Government has extended its consultation on its proposed Plastics Packaging Tax, which was due to close 20 May.
The consultation, which launched 11 March by Chancellor of Exchequer Rishi Sunak (pictured), sets out proposals to charge manufacturers and importers £200 per tonne on packaging made of less than 30% recycled plastic.
The government will keep the level of the rate and threshold under review to ensure that the tax remains effective in increasing the use of recycled plastic, it said.
The consultation’s closing date is now 20 August 2020 (11.45pm).
“We are grateful for the responses we have already received,” the Treasury states. “The government recognises that many sectors with an interest in this policy are affected by COVID-19.
“We want to give all stakeholders time to submit their views, so we have extended the consultation. The closing date is now 20 August 2020 (11.45pm).
“However, we encourage early responses from stakeholders, where possible, to support our ongoing consideration of this policy.”
Sensible
Executive Director of the Environmental Services Association (ESA), Jacob Hayler, said an extension to this consultation is “the only sensible approach” bearing in mind that many of the most valuable voices are currently engaged in delivering essential services to society under challenging circumstances.

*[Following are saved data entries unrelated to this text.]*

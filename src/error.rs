use thiserror::Error;

#[derive(Error, Debug, Clone, PartialEq, Eq)]
pub enum LayoutError {
    #[error("layout requested while another layout or transition is in flight")]
    LayoutInProgress,

    #[error("node {node} belongs to domain {domain}, which has no computed cell")]
    MissingDomainCell { node: String, domain: String },

    #[error("unknown domain: {0}")]
    UnknownDomain(String),
}
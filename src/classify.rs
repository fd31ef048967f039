use std::collections::{HashMap, HashSet};
use std::sync::LazyLock;

use eframe::egui::Color32;
use regex::Regex;
use serde::Serialize;

use crate::config::ClassifierConfig;
use crate::graph::load::{RawNode, RawWhitelistEntry};
use crate::graph::model::{Layer, NodeKind};

pub const OTHER_DOMAIN: &str = "other";

static SOURCE_REF_ID: LazyLock<Regex> =
    LazyLock::new(|| Regex::new(r"(?i)^n_l2_[^_]+_(.+)$").expect("valid source id pattern"));
static CITATION_TOKEN: LazyLock<Regex> = LazyLock::new(|| {
    Regex::new(r"(?i)(^|[-_])(osti|uscode|usgs|census|dfars|faa|doe|hs\d{4,})($|[-_])")
        .expect("valid citation pattern")
});
static TOKEN_JUNK: LazyLock<Regex> =
    LazyLock::new(|| Regex::new(r"[^a-z0-9_-]+").expect("valid token pattern"));
static DASH_RUN: LazyLock<Regex> = LazyLock::new(|| Regex::new(r"-+").expect("valid dash pattern"));

static CATEGORY_RULES: LazyLock<Vec<(Category, Regex)>> = LazyLock::new(|| {
    [
        (
            Category::Sensors,
            r"(sensor|imu|gnss|altimeter|vision|lidar|radar|navigation)",
        ),
        (
            Category::CameraPayload,
            r"(camera|payload|gimbal|eoir|eo/ir|video|optic)",
        ),
        (
            Category::AssemblyIntegrationManufacturing,
            r"(assembly|integration|manufacturing|takt|line|hil|factory|throughput)",
        ),
        (
            Category::SecureComms,
            r"(securecomms|secure_comms|crypto|antenna|rf)",
        ),
        (
            Category::ControlElectronics,
            r"(mcu|bms|control|flight_control)",
        ),
        (Category::EnergyBattery, r"(battery|energy|cell|thermal)"),
    ]
    .into_iter()
    .map(|(category, pattern)| (category, Regex::new(pattern).expect("valid category pattern")))
    .collect()
});

/// Thematic bucket used for spotlight grouping. First matching rule wins.
#[derive(Clone, Copy, Debug, PartialEq, Eq, Hash, Serialize)]
#[serde(rename_all = "snake_case")]
pub enum Category {
    Sensors,
    CameraPayload,
    AssemblyIntegrationManufacturing,
    SecureComms,
    ControlElectronics,
    EnergyBattery,
    Other,
}

impl Category {
    pub fn spotlight(self) -> Option<Spotlight> {
        match self {
            Self::Sensors => Some(Spotlight::Sensors),
            Self::CameraPayload => Some(Spotlight::CameraPayload),
            Self::AssemblyIntegrationManufacturing => Some(Spotlight::AssemblyIntegration),
            _ => None,
        }
    }
}

#[derive(Clone, Copy, Debug, PartialEq, Eq, Hash, Serialize)]
#[serde(rename_all = "snake_case")]
pub enum Spotlight {
    Sensors,
    CameraPayload,
    AssemblyIntegration,
}

impl Spotlight {
    pub const ALL: [Self; 3] = [Self::Sensors, Self::CameraPayload, Self::AssemblyIntegration];

    pub fn key(self) -> &'static str {
        match self {
            Self::Sensors => "sensors",
            Self::CameraPayload => "camera_payload",
            Self::AssemblyIntegration => "assembly_integration",
        }
    }

    pub fn from_key(key: &str) -> Option<Self> {
        Self::ALL
            .into_iter()
            .find(|theme| theme.key().eq_ignore_ascii_case(key.trim()))
    }

    pub fn label(self) -> &'static str {
        match self {
            Self::Sensors => "Sensors",
            Self::CameraPayload => "Camera / Payload",
            Self::AssemblyIntegration => "Assembly / Integration / Manufacturing",
        }
    }

    pub fn accent(self) -> Color32 {
        match self {
            Self::Sensors => Color32::from_rgb(0x3b, 0x6f, 0xb5),
            Self::CameraPayload => Color32::from_rgb(0x6e, 0x5b, 0xa8),
            Self::AssemblyIntegration => Color32::from_rgb(0xa6, 0x7c, 0x20),
        }
    }
}

#[derive(Clone, Debug, PartialEq)]
pub struct Classification {
    pub layer: Layer,
    pub domain_key: String,
    pub kind: NodeKind,
    pub category: Category,
}

pub struct Classifier<'a> {
    config: &'a ClassifierConfig,
    representative: HashSet<&'a str>,
}

impl<'a> Classifier<'a> {
    pub fn new(config: &'a ClassifierConfig) -> Self {
        Self {
            config,
            representative: config.representative_l3.iter().map(String::as_str).collect(),
        }
    }

    pub fn classify(&self, raw: &RawNode) -> Classification {
        let node_type = raw.node_type.as_deref().unwrap_or_default();
        let label = raw.label.as_deref().unwrap_or_default();
        let source_token = source_reference_token(&raw.id, node_type, label);

        let layer = if source_token.is_some() {
            Layer::L4
        } else {
            self.layer_for(node_type, &raw.id)
        };
        let domain_key = self.domain_key(raw.domain.as_deref(), &raw.id);
        let kind = match source_token {
            Some(token) => NodeKind::SourceReference { token },
            None => kind_from_type(node_type, raw.url.as_deref()),
        };
        let category = infer_category(&raw.id, &domain_key, label, node_type);

        Classification {
            layer,
            domain_key,
            kind,
            category,
        }
    }

    // Case-insensitive substring match on the declared type; unknown types are satellites.
    pub fn layer_for(&self, node_type: &str, id: &str) -> Layer {
        let node_type = node_type.to_ascii_lowercase();
        if node_type.contains("l1") {
            Layer::L1
        } else if node_type.contains("l2") {
            Layer::L2
        } else if node_type.contains("l3") || self.representative.contains(id) {
            Layer::L3
        } else {
            Layer::L4
        }
    }

    pub fn domain_key(&self, explicit: Option<&str>, id: &str) -> String {
        if let Some(explicit) = explicit.map(str::trim)
            && !explicit.is_empty()
        {
            return explicit.to_owned();
        }

        match id.strip_prefix(self.config.l1_prefix.as_str()) {
            Some(key) if !key.is_empty() => key.to_owned(),
            _ => OTHER_DOMAIN.to_owned(),
        }
    }
}

fn kind_from_type(node_type: &str, url: Option<&str>) -> NodeKind {
    match node_type.trim().to_ascii_lowercase().as_str() {
        "company" => NodeKind::Company,
        "source" => NodeKind::EvidenceSource {
            url: url.map(str::to_owned).filter(|url| !url.is_empty()),
        },
        "gap" => NodeKind::EvidenceGap,
        _ => NodeKind::DomainComponent,
    }
}

fn strip_quotes(text: &str) -> String {
    text.chars()
        .filter(|ch| *ch != '`' && *ch != '\'')
        .collect::<String>()
        .trim()
        .to_owned()
}

/// Slug derived from the id suffix (`n_l2_<domain>_<token>`) or, failing that, the label.
pub fn source_token(id: &str, label: &str) -> String {
    let raw = SOURCE_REF_ID
        .captures(id)
        .and_then(|captures| captures.get(1))
        .map(|found| found.as_str().to_owned())
        .filter(|token| !token.is_empty())
        .unwrap_or_else(|| strip_quotes(label));

    let lowered = raw
        .to_lowercase()
        .split_whitespace()
        .collect::<Vec<_>>()
        .join("-");
    let cleaned = TOKEN_JUNK.replace_all(&lowered, "-");
    let collapsed = DASH_RUN.replace_all(&cleaned, "-");
    collapsed.trim_matches('-').to_owned()
}

pub fn source_reference_token(id: &str, node_type: &str, label: &str) -> Option<String> {
    if !node_type.to_ascii_lowercase().contains("l2") {
        return None;
    }

    let token = source_token(id, label);
    let is_reference = strip_quotes(label).to_lowercase() == "source id"
        || id.to_lowercase().ends_with("_source_id")
        || token.starts_with("l1-")
        || token.starts_with("l1_")
        || CITATION_TOKEN.is_match(&token);

    is_reference.then_some(token)
}

pub fn infer_category(id: &str, domain_key: &str, label: &str, node_type: &str) -> Category {
    let haystack = format!("{id} {domain_key} {label} {node_type}").to_lowercase();
    CATEGORY_RULES
        .iter()
        .find(|(_, pattern)| pattern.is_match(&haystack))
        .map(|(category, _)| *category)
        .unwrap_or(Category::Other)
}

#[derive(Clone, Debug, Default)]
pub struct ComponentWhitelist {
    entries: HashMap<String, (Option<Layer>, bool)>,
}

impl ComponentWhitelist {
    pub fn from_entries(rows: &[RawWhitelistEntry]) -> Self {
        let entries = rows
            .iter()
            .map(|row| {
                (
                    row.node_id.clone(),
                    (Layer::parse(&row.layer), row.is_component()),
                )
            })
            .collect();
        Self { entries }
    }

    pub fn len(&self) -> usize {
        self.entries.len()
    }

    pub fn is_empty(&self) -> bool {
        self.entries.is_empty()
    }

    // Listed, declared at the computed layer, and flagged as a genuine component.
    pub fn admits(&self, id: &str, layer: Layer) -> bool {
        matches!(
            self.entries.get(id),
            Some((Some(listed), true)) if *listed == layer
        )
    }
}

#[cfg(test)]
mod tests {
    use super::*;

    fn raw(id: &str, node_type: &str, label: &str) -> RawNode {
        RawNode {
            id: id.to_owned(),
            label: Some(label.to_owned()),
            node_type: Some(node_type.to_owned()),
            ..RawNode::default()
        }
    }

    #[test]
    fn layer_follows_declared_type() {
        let config = ClassifierConfig::default();
        let classifier = Classifier::new(&config);
        assert_eq!(classifier.layer_for("L1_domain", "x"), Layer::L1);
        assert_eq!(classifier.layer_for("l2_subsystem", "x"), Layer::L2);
        assert_eq!(classifier.layer_for("L3", "x"), Layer::L3);
        assert_eq!(classifier.layer_for("source", "x"), Layer::L4);
        assert_eq!(classifier.layer_for("mystery", "x"), Layer::L4);
        assert_eq!(
            classifier.layer_for("component", "n_l3_sensors_nav_grade_imu"),
            Layer::L3
        );
    }

    #[test]
    fn domain_key_prefers_explicit_then_prefix() {
        let config = ClassifierConfig::default();
        let classifier = Classifier::new(&config);
        assert_eq!(
            classifier.domain_key(Some("propulsion"), "n_l2_x"),
            "propulsion"
        );
        assert_eq!(classifier.domain_key(Some("  "), "n_l1_airframe"), "airframe");
        assert_eq!(classifier.domain_key(None, "n_l3_motor"), OTHER_DOMAIN);
        assert_eq!(classifier.domain_key(None, "n_l1_"), OTHER_DOMAIN);
    }

    #[test]
    fn source_reference_nodes_become_satellites() {
        let config = ClassifierConfig::default();
        let classifier = Classifier::new(&config);

        let citation = classifier.classify(&raw(
            "n_l2_energy_storage_l1_energy_usgs_mcs2026",
            "L2",
            "L1-energy usgs",
        ));
        assert_eq!(citation.layer, Layer::L4);
        assert!(matches!(citation.kind, NodeKind::SourceReference { .. }));

        let mapping = classifier.classify(&raw("n_l2_propulsion_source_id", "L2", "Source ID"));
        assert_eq!(mapping.layer, Layer::L4);

        let subsystem = classifier.classify(&raw("n_l2_propulsion_motor", "L2", "Motor"));
        assert_eq!(subsystem.layer, Layer::L2);
        assert_eq!(subsystem.kind, NodeKind::DomainComponent);
    }

    #[test]
    fn source_token_is_slugged() {
        assert_eq!(source_token("x", "`Census HS850760` 2024"), "census-hs850760-2024");
        assert_eq!(
            source_token("n_l2_propulsion_l1_prop_dfars_2257018", ""),
            "l1_prop_dfars_2257018"
        );
    }

    #[test]
    fn categories_match_in_priority_order() {
        assert_eq!(
            infer_category("n_l3_gimbal_imu", "", "", ""),
            Category::Sensors
        );
        assert_eq!(
            infer_category("n_l3_eoir", "payload_system", "", ""),
            Category::CameraPayload
        );
        assert_eq!(infer_category("n_l3_x", "", "BMS board", ""), Category::ControlElectronics);
        assert_eq!(infer_category("n_l3_x", "", "widget", ""), Category::Other);
        assert_eq!(Category::Sensors.spotlight(), Some(Spotlight::Sensors));
        assert_eq!(Category::EnergyBattery.spotlight(), None);
        assert_eq!(Spotlight::from_key("Camera_Payload"), Some(Spotlight::CameraPayload));
        assert_eq!(Spotlight::from_key("energy"), None);
    }

    #[test]
    fn whitelist_is_closed_world() {
        let whitelist = ComponentWhitelist::from_entries(&[
            RawWhitelistEntry {
                node_id: "a".to_owned(),
                layer: "L2".to_owned(),
                is_component: serde_json::json!("yes"),
            },
            RawWhitelistEntry {
                node_id: "b".to_owned(),
                layer: "L3".to_owned(),
                is_component: serde_json::json!(false),
            },
        ]);
        assert!(whitelist.admits("a", Layer::L2));
        assert!(!whitelist.admits("a", Layer::L3));
        assert!(!whitelist.admits("b", Layer::L3));
        assert!(!whitelist.admits("c", Layer::L1));
    }
}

He said: “There is no indication at present that the implementation of this tax is going to be extended and it is vital that it continues to its original timetable, but the additional time should help to ensure that it a range of factors are considered in its design.
“It is essential that this tax is carefully designed to avoid unintended consequences and ensure that it meets its objectives of boosting demand for recycled plastics; limiting the UK’s reliance on volatile recycling export markets; and stimulating the domestic reprocessing sector.
“Following the announcement in the budget earlier this year, we have already seen the potential power of this tax in increased demand for recycled plastic and new investment in infrastructure.”